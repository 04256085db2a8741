//! # rb-stage — ReelBox stage system
//!
//! The shared vocabulary between the reel engine and its front-ends.
//! A `Stage` is NOT an animation frame and NOT a render command.
//! A `Stage` is the SEMANTIC MEANING of a moment in the game flow.
//!
//! Front-ends (terminal, audio) respond to stages and to declarative
//! surface commands, never to raw engine internals.
//!
//! ## Architecture
//!
//! ```text
//! ReelEngine ──ticks──> StageEvent stream
//!     │                      │
//!     ├── RenderSurface <────┤   (draw/scroll/overlay/text commands)
//!     └── AudioSink     <────┘   (fire-and-forget cues)
//! ```

pub mod event;
pub mod payline;
pub mod stage;
pub mod surface;
pub mod symbols;

pub use event::*;
pub use payline::*;
pub use stage::*;
pub use surface::*;
pub use symbols::*;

◆ ◆ ◆ ◆ ◆ ◆ ◆

### HOW TO COMPLETE THIS TASK
This exercise requires the entries above to be restated exactly.

### SOLVED PROBLEM
repository 04256085db2a8741
//! # rb-stage — ReelBox stage system
//!
//! The shared vocabulary between the reel engine and its front-ends.
//! A `Stage` is NOT an animation frame and NOT a render command.
//! A `Stage` is the SEMANTIC MEANING of a moment in the game flow.
//!
//! Front-ends (terminal, audio) respond to stages and to declarative
//! surface commands, never to raw engine internals.
//!
//! ## Architecture
//!
//! ```text
//! ReelEngine ──ticks──> StageEvent stream
//!     │                      │
//!     ├── RenderSurface <────┤   (draw/scroll/overlay/text commands)
//!     └── AudioSink     <────┘   (fire-and-forget cues)
//! ```

pub mod event;
pub mod payline;
pub mod stage;
pub mod surface;
pub mod symbols;

pub use event::*;
pub use payline::*;
pub use stage::*;
pub use surface::*;
pub use symbols::*;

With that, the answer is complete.